Exercise brief: For the material below, return exactly the lines starting at the line containing "filename cli/src/main.rs" and ending at the line containing "use strata_application::ports::answer_store::AnswerStore;", both ends included, and no others.

+++ Records to use +++

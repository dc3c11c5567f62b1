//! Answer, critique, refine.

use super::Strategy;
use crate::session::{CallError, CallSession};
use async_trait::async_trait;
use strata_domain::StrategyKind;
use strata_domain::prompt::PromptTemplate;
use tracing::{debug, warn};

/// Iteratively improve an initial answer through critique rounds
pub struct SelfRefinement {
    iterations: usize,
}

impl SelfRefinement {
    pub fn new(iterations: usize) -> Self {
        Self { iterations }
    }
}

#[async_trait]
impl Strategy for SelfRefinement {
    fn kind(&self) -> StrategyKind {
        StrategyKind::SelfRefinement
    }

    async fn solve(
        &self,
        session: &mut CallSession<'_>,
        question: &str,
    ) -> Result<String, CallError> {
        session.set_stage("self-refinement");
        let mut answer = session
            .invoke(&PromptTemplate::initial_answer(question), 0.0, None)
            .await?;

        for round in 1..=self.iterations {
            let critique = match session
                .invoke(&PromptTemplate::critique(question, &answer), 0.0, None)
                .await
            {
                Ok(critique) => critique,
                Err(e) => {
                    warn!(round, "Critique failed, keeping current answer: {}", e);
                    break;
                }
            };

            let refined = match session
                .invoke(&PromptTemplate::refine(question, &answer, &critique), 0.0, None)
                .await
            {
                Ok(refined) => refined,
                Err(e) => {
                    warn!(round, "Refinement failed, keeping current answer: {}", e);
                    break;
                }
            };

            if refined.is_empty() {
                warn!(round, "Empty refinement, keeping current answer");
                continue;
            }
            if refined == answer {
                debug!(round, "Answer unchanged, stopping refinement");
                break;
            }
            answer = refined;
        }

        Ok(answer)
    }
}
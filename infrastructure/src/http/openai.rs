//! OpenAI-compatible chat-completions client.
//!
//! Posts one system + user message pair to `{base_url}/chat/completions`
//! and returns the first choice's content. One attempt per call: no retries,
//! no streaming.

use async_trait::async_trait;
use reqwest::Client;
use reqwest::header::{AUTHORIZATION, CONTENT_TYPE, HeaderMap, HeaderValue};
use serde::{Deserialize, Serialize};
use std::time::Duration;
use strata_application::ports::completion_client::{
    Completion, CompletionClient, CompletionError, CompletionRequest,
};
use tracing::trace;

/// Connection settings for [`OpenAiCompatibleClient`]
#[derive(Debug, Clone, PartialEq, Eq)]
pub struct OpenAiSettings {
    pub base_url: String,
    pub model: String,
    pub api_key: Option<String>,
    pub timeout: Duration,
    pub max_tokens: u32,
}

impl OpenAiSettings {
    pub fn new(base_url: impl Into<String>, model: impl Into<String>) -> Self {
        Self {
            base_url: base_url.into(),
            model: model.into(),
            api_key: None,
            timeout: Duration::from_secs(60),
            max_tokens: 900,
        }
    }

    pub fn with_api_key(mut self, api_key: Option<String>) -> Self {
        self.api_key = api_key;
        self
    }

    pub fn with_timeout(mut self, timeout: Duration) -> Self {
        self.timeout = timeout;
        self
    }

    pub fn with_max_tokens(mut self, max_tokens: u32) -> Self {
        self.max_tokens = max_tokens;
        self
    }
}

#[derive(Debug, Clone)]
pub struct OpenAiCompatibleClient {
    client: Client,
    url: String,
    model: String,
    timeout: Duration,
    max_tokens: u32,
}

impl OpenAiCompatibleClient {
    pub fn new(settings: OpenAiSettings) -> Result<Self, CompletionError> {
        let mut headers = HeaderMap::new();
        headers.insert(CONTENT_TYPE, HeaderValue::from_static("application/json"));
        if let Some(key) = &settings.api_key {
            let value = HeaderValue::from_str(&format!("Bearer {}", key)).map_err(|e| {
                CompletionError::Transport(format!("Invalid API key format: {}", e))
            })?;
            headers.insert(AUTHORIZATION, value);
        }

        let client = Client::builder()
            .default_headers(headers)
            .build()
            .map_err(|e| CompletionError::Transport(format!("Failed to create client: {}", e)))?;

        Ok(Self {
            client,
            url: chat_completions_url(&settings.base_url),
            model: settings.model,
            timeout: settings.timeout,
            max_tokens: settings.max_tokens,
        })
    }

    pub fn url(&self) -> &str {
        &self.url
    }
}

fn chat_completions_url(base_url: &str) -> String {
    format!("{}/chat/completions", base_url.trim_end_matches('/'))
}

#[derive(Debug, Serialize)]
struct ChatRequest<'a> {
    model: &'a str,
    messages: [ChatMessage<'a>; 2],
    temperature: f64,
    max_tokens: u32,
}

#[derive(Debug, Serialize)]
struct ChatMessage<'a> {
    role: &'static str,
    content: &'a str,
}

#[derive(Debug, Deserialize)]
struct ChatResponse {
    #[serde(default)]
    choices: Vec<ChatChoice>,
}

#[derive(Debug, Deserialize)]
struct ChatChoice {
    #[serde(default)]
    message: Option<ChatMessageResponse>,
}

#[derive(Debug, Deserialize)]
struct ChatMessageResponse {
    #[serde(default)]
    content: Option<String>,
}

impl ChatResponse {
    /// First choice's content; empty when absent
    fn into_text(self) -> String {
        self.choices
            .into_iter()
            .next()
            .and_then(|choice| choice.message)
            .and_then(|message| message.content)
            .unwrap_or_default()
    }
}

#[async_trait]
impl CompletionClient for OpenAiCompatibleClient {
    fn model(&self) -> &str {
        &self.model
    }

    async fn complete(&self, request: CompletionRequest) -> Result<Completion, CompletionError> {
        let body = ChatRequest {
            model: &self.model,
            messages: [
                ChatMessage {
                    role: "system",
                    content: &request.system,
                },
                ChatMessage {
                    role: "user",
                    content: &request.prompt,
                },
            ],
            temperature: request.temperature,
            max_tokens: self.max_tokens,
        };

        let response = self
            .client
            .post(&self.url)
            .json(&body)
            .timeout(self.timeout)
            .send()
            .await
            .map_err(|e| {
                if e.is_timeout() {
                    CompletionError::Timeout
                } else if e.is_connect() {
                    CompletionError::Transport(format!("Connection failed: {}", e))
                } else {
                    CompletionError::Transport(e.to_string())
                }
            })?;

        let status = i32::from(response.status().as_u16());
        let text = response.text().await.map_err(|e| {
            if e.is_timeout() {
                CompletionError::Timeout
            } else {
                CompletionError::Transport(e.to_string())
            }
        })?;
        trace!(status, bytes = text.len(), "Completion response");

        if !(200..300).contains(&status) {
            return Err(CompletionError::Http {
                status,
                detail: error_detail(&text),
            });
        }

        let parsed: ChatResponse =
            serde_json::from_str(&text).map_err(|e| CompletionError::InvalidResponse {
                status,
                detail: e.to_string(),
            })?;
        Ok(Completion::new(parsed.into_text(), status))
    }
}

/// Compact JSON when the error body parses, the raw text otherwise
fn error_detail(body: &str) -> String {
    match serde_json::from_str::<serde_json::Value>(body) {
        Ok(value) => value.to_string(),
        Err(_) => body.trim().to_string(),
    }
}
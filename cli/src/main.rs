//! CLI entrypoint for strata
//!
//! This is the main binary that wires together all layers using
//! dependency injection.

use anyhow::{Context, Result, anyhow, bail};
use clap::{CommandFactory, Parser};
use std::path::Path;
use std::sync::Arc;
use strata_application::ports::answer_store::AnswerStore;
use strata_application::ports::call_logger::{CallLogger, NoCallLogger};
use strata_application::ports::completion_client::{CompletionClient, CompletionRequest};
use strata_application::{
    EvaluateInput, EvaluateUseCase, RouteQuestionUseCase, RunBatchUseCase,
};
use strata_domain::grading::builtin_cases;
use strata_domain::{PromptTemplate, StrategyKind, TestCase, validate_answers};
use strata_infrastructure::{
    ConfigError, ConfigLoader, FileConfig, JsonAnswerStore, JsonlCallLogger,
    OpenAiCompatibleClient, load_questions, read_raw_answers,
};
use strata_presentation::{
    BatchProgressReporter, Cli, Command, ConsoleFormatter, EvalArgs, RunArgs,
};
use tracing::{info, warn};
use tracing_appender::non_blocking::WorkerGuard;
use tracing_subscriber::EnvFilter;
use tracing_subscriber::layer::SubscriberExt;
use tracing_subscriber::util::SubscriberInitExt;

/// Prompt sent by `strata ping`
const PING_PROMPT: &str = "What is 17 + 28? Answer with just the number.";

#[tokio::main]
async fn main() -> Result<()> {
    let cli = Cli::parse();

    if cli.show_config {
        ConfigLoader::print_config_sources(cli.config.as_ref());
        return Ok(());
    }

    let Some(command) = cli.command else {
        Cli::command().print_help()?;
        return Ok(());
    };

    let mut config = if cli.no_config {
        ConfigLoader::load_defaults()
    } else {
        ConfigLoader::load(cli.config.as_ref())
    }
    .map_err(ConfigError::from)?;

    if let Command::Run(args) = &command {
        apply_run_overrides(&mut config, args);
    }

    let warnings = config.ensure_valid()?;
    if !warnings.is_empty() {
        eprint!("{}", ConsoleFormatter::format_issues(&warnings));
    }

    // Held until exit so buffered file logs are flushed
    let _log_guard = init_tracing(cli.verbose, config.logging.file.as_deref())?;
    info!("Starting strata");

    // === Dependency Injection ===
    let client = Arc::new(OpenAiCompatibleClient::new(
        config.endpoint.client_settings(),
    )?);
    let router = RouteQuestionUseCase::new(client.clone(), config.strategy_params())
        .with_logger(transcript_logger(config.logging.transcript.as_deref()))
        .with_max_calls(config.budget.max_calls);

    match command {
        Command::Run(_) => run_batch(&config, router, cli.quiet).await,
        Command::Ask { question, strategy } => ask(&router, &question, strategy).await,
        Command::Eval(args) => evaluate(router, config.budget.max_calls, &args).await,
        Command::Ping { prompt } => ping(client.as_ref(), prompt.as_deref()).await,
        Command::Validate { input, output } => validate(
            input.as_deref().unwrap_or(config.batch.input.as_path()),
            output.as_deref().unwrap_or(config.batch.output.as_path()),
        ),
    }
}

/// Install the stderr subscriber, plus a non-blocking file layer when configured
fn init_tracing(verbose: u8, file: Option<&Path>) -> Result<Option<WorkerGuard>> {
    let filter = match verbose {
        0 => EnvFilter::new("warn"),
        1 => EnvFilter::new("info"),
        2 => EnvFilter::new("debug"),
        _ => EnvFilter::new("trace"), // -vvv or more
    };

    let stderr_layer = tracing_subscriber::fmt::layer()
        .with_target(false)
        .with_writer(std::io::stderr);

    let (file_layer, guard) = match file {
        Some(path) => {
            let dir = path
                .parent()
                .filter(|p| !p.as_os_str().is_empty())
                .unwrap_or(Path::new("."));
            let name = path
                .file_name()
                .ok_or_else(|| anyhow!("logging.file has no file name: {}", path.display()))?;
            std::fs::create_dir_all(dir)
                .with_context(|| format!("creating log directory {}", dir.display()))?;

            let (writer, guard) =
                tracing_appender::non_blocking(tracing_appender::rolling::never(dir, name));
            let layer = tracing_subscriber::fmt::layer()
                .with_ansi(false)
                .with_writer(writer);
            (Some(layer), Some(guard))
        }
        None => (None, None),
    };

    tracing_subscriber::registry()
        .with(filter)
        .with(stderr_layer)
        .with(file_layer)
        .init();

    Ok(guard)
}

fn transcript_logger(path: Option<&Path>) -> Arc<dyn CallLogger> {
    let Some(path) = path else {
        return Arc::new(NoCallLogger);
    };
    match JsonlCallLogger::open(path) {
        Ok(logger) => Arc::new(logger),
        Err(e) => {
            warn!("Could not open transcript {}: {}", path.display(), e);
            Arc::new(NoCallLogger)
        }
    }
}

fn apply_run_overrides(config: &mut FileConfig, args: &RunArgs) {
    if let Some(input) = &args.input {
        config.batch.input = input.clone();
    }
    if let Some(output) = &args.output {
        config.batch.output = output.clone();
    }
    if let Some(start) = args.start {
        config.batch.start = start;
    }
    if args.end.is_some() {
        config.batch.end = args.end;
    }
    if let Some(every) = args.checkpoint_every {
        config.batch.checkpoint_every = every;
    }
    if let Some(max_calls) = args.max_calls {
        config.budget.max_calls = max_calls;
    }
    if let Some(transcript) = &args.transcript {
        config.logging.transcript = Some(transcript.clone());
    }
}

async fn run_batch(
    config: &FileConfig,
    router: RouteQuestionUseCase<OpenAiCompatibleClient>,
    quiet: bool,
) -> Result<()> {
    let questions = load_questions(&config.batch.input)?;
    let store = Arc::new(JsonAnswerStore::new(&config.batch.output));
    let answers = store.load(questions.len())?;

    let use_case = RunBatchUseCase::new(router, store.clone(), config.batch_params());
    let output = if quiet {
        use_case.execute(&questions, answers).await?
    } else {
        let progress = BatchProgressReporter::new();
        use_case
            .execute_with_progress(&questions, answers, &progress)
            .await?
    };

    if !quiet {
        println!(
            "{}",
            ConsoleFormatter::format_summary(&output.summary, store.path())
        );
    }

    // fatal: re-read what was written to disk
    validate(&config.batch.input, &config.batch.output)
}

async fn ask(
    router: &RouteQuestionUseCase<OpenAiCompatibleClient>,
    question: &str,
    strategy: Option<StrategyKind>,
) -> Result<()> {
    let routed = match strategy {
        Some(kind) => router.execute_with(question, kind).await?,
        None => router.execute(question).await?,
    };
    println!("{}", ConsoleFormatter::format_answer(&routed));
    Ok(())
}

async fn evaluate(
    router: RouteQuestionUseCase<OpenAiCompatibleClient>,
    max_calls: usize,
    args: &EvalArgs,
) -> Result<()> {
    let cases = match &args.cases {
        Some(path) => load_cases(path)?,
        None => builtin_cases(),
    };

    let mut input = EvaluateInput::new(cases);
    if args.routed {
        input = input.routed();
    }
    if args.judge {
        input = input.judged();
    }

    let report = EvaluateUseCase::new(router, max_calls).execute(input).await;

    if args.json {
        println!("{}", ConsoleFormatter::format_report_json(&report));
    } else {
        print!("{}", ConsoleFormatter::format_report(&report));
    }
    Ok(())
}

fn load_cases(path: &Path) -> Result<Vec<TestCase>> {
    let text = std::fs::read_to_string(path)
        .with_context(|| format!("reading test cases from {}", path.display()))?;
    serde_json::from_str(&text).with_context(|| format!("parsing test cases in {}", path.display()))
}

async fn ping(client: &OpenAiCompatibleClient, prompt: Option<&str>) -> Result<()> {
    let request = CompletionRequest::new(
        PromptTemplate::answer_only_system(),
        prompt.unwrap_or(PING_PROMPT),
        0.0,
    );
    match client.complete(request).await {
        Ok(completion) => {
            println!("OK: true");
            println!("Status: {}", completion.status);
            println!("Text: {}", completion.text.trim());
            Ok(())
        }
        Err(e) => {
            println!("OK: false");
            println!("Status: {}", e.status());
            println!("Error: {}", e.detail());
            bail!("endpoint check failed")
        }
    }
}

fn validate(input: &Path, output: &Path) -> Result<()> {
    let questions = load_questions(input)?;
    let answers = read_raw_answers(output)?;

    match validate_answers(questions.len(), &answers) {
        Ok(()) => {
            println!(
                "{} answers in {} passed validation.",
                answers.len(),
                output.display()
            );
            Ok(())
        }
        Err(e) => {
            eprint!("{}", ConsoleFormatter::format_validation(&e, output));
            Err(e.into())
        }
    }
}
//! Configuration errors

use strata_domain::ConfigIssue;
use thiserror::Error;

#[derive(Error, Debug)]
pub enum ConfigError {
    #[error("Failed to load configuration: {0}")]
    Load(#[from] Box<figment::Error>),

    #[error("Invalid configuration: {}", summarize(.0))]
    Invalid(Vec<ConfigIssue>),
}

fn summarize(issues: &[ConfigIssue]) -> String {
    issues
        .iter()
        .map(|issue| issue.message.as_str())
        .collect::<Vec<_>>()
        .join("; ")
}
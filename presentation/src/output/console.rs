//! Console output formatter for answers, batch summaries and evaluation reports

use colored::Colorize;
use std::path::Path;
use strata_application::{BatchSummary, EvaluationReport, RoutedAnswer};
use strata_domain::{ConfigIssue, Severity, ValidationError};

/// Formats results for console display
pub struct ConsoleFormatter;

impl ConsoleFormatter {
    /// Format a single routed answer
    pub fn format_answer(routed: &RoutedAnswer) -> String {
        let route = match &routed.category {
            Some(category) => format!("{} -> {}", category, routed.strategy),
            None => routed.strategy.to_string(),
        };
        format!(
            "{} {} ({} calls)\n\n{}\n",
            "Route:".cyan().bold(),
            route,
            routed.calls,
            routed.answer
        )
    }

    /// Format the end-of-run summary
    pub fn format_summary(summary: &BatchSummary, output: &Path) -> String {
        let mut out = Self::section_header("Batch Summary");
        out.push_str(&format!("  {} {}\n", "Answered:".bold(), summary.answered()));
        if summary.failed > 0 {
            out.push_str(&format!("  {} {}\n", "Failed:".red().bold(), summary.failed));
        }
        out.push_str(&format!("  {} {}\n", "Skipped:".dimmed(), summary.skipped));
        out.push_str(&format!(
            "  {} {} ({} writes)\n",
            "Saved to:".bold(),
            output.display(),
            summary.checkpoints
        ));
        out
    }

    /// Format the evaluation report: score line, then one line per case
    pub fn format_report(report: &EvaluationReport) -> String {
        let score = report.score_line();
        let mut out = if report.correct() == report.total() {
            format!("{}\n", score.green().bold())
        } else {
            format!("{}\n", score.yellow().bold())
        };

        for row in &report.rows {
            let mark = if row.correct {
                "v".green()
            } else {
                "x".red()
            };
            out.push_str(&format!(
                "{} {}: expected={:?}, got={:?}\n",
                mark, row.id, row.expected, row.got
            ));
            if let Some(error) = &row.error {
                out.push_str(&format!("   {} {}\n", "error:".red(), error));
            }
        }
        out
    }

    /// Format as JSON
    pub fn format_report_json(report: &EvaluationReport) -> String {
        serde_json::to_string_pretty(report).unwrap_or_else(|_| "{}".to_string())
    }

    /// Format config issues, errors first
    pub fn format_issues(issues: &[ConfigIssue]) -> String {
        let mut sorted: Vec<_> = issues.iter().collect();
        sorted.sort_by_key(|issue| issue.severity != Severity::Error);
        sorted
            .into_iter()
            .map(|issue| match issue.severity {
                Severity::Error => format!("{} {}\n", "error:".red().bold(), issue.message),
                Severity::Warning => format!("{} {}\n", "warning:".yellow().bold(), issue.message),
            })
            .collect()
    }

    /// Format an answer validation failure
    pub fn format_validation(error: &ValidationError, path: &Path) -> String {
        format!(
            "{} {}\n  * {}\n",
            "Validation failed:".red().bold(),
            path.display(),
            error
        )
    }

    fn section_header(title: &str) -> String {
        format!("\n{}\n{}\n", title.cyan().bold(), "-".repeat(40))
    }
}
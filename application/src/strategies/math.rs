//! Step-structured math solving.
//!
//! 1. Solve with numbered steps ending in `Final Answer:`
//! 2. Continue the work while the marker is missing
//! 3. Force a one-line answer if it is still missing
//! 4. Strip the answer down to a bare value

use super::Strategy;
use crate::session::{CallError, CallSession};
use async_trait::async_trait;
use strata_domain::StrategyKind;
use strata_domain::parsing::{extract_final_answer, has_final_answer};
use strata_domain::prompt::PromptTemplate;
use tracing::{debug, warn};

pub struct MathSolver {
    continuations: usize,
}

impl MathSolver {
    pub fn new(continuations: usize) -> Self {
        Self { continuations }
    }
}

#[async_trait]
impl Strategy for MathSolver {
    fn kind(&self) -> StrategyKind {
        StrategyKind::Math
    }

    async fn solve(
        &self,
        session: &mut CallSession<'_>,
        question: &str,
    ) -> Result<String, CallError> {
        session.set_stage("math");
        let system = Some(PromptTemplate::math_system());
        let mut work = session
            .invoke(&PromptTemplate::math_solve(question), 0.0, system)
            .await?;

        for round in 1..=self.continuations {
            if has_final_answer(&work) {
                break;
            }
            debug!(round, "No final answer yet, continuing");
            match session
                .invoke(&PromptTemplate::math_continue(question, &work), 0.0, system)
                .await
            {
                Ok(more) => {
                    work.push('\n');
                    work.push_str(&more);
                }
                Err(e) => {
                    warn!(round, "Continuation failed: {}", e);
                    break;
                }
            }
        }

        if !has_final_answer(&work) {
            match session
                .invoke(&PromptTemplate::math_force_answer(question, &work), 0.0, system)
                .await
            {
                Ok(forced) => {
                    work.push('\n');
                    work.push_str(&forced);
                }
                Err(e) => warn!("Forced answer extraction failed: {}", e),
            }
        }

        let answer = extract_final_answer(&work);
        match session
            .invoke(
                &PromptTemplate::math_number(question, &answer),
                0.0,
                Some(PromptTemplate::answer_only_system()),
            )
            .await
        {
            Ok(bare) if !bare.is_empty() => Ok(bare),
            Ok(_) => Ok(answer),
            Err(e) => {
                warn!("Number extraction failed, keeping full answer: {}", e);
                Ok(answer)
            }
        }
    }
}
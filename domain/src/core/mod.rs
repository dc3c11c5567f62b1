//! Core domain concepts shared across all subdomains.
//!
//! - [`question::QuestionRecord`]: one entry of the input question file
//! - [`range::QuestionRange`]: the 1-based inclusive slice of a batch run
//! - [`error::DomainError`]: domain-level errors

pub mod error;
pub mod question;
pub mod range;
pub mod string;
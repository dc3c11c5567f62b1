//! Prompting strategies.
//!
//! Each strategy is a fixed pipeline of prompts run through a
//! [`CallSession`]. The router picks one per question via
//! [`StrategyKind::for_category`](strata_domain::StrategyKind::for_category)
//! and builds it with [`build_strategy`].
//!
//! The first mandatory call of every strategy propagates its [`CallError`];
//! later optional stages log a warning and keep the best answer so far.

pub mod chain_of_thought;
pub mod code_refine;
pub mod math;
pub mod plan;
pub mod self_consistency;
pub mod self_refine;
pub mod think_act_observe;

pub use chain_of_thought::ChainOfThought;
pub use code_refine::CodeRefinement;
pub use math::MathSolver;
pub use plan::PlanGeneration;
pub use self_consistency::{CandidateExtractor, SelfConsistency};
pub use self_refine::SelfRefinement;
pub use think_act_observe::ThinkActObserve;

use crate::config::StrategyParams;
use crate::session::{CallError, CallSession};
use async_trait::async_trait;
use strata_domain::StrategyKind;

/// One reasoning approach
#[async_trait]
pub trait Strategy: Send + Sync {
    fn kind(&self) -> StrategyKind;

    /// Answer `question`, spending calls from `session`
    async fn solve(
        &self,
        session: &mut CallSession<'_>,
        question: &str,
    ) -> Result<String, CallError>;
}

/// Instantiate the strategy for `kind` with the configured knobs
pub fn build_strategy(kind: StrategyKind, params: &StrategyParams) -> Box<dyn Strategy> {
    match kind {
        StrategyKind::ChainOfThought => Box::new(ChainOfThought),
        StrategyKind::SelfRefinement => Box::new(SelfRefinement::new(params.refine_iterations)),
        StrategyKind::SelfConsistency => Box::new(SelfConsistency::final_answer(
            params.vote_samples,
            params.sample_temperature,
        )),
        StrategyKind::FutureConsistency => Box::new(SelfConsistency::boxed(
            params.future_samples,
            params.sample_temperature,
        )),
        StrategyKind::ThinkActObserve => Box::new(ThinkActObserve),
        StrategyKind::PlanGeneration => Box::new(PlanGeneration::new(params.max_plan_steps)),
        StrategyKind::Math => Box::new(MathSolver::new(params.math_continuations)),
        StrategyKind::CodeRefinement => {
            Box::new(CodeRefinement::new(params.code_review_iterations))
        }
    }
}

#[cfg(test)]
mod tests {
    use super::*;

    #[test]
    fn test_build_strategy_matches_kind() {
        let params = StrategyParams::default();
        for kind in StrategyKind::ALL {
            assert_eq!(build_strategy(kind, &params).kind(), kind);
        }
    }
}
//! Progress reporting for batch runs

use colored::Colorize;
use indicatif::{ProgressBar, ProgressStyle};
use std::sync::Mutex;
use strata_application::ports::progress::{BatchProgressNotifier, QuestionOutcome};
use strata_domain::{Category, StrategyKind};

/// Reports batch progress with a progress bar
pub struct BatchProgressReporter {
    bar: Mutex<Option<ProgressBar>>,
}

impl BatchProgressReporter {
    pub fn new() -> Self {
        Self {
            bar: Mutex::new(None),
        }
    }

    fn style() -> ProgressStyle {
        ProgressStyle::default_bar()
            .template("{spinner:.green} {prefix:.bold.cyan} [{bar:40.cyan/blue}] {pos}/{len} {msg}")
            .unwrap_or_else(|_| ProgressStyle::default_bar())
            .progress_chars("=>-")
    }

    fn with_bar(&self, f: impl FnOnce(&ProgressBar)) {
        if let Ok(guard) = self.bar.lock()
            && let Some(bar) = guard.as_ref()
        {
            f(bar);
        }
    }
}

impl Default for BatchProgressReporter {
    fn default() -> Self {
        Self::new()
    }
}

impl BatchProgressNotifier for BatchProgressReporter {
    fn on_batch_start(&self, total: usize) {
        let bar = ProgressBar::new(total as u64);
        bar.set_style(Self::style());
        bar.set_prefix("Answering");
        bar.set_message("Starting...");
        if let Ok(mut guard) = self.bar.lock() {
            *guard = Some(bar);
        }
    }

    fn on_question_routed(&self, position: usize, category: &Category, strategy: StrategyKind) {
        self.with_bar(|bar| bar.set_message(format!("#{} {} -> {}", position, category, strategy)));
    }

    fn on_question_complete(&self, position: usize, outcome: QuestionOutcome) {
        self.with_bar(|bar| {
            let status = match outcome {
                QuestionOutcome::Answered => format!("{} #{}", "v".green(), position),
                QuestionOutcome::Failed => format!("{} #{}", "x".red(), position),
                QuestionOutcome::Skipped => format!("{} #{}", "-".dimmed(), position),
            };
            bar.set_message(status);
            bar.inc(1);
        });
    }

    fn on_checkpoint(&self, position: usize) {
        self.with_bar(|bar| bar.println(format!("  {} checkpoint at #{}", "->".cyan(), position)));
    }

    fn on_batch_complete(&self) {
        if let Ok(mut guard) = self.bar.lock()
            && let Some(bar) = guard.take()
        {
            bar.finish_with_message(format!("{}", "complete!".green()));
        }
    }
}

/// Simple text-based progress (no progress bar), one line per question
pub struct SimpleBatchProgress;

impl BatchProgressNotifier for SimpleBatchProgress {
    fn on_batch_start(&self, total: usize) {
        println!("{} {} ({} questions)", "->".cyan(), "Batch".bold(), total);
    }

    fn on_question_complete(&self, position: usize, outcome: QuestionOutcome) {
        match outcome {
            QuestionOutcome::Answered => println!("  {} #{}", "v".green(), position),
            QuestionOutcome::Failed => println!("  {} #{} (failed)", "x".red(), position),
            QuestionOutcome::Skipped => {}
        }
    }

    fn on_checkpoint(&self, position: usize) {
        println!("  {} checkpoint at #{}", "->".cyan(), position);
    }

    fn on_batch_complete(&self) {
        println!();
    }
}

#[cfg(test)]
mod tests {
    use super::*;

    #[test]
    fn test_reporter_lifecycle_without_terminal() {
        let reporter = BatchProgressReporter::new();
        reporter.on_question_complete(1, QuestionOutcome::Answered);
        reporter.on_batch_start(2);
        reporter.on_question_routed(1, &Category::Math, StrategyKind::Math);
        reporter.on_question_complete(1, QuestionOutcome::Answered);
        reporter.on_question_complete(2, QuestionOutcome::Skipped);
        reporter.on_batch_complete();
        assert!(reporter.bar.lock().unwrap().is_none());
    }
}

+++

Exercise output:
filename cli/src/main.rs
//! CLI entrypoint for strata
//!
//! This is the main binary that wires together all layers using
//! dependency injection.

use anyhow::{Context, Result, anyhow, bail};
use clap::{CommandFactory, Parser};
use std::path::Path;
use std::sync::Arc;
use strata_application::ports::answer_store::AnswerStore;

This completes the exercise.